Блог пользователя teja349

Автор teja349, история, 6 лет назад, По-английски

Hello CodeForces Community!

We are happy to extend our invitation to the November Cook-Off 2018 sponsored by ShareChat, a 2.5 hour test of your coding skills. As this is the 100th iteration of the contest, we have some additional exciting rewards for the contestants, which you can check out on the contest page.

There’s another reason to compete. ShareChat, the sponsor of November Cook-Off, is offering full-time job opportunities for programmers across the globe. More details about the additional rewards and job opportunities can be found on the contest page.

The contest problems will be available in English, Hindi, Bengali, Russian, Mandarin and Vietnamese. Joining me this time on the problem setting panel are:

Setter: PraveenDhinwa (Praveen Dhinwa)

Tester: teja349 (Teja Vardhan Reddy)

Statement verifier: Xellos (Jakub Safin)

Editorialist: taran_1407 (Taranpreet Singh)

Mandarin Translator: huzecong (Hu Zecong)

Vietnamese Translator: Team VNOI

Russian Translator: Mediocrity (Fedor Korobeinikov)

Bengali Translator: solaimanope (Mohammad Solaiman)

Hindi Translator: Akash Shrivastava

Contest Details:

Time: 18th November 2018 (2130 hrs) to 19th November 2018 (0000 hrs). (Indian Standard Time — +5:30 GMT) — Check your timezone

Contest link: https://www.codechef.com/COOK100

Registration: You just need to have a CodeChef handle to participate. For all those, who are interested and do not have a CodeChef handle, are requested to register in order to participate.

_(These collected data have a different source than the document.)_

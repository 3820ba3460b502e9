//! Rule command implementations

use anyhow::Result;
use sift_core::resolver::first_matching_rule;
use sift_core::Database;

use super::truncate;

pub fn cmd_rules_list(db: &Database) -> Result<()> {
    let rules = db.list_rules()?;

    if rules.is_empty() {
        println!("No rules defined. Add one with:");
        println!("  sift rules add <pattern> <category>");
        return Ok(());
    }

    println!();
    println!("📋 Category Rules (first match wins)");
    println!("   ─────────────────────────────────────────────────────────────");
    println!(
        "   {:>3} │ {:>4} │ {:3} │ {:30} │ {}",
        "#", "ID", "On", "Contains", "Category"
    );
    println!("   ────┼──────┼─────┼────────────────────────────────┼──────────────");

    for (index, rule) in rules.iter().enumerate() {
        println!(
            "   {:>3} │ {:>4} │ {:3} │ {:30} │ {}",
            index,
            rule.id,
            if rule.enabled { "yes" } else { "no" },
            truncate(&rule.pattern, 30),
            rule.category
        );
    }

    Ok(())
}

pub fn cmd_rules_add(db: &Database, pattern: &str, category: &str) -> Result<()> {
    let id = db.create_rule(pattern, category)?;
    println!(
        "✅ Created rule #{}: contains \"{}\" → {}",
        id,
        pattern.trim(),
        category.trim()
    );
    Ok(())
}

pub fn cmd_rules_set_enabled(db: &Database, id: i64, enabled: bool) -> Result<()> {
    db.set_rule_enabled(id, enabled)?;
    println!(
        "✅ Rule #{} {}",
        id,
        if enabled { "enabled" } else { "disabled" }
    );
    Ok(())
}

pub fn cmd_rules_move(db: &Database, id: i64, position: usize) -> Result<()> {
    db.move_rule(id, position)?;
    println!("✅ Moved rule #{}", id);
    cmd_rules_list(db)
}

pub fn cmd_rules_delete(db: &Database, id: i64) -> Result<()> {
    db.delete_rule(id)?;
    println!("✅ Deleted rule #{}", id);
    Ok(())
}

pub fn cmd_rules_test(db: &Database, text: &str) -> Result<()> {
    let rules = db.list_enabled_rules()?;

    match first_matching_rule(&rules, text, "") {
        Some(rule) => println!(
            "🔍 \"{}\" → {} (rule #{}, contains \"{}\")",
            text, rule.category, rule.id, rule.pattern
        ),
        None => println!("No enabled rule matches \"{}\"", text),
    }

    Ok(())
}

Prizes: Top 10 performers in Global and Indian category will get CodeChef laddus, with which the winners can claim cool CodeChef goodies. Know more here: https://discuss.codechef.com/questions/51999/how-do-i-win-a-codechef-goodie
(For those who have not yet got their previous winning, please send an email to winners@codechef.com)

Good Luck!
Hope to see you participating!!
Happy Programming!!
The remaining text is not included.